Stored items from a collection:
*** Begin section ***

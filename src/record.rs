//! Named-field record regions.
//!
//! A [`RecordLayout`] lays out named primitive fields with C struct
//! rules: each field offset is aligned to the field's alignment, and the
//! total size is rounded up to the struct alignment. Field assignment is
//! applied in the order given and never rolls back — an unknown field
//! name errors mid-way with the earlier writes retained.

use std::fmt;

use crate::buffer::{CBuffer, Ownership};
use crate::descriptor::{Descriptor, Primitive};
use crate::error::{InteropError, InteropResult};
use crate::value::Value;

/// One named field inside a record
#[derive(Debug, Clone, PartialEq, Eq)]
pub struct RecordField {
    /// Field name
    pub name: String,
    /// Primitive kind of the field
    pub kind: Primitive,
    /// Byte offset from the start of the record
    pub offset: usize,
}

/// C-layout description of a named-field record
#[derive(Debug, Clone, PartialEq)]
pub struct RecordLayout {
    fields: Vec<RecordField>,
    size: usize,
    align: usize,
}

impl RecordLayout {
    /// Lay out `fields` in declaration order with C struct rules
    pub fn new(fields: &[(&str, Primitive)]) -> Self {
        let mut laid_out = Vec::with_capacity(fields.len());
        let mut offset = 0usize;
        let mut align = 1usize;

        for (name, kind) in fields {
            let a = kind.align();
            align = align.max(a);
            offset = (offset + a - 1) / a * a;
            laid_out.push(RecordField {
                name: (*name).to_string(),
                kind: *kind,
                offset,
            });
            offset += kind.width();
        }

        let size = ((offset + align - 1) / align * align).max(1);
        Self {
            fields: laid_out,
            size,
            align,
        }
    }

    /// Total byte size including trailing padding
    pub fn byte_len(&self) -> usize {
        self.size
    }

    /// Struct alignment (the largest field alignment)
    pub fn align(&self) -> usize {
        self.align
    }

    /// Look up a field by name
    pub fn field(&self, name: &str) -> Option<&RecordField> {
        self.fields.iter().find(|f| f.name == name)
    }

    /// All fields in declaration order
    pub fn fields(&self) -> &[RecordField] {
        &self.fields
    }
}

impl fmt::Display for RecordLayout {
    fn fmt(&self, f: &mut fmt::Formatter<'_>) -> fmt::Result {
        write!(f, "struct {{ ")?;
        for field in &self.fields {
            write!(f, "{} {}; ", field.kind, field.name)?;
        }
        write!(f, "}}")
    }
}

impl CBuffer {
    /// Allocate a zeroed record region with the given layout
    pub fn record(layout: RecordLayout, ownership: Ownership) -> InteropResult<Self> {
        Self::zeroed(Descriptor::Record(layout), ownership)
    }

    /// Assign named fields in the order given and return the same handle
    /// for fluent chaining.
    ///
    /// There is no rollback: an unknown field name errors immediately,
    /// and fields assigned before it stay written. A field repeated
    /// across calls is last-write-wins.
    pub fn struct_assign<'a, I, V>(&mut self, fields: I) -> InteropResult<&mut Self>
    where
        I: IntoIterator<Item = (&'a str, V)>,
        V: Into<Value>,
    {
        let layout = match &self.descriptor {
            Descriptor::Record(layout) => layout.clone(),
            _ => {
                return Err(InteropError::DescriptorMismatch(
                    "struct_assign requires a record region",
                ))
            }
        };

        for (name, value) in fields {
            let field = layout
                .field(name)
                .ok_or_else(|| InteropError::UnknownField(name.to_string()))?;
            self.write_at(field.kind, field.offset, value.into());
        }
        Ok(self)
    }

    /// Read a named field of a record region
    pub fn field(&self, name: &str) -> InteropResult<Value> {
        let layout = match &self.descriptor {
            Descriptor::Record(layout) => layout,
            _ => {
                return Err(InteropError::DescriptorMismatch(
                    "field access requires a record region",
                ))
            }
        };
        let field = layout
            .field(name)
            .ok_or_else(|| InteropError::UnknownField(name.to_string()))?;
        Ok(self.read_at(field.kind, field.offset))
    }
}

*** End section ***

- **TASK DIRECTIONS**
Set apart and copy each line of the records that holds the word "InteropError".

- **TASK RESPONSE**
use crate::error::{InteropError, InteropResult};
                return Err(InteropError::DescriptorMismatch(
                .ok_or_else(|| InteropError::UnknownField(name.to_string()))?;
                return Err(InteropError::DescriptorMismatch(
            .ok_or_else(|| InteropError::UnknownField(name.to_string()))?;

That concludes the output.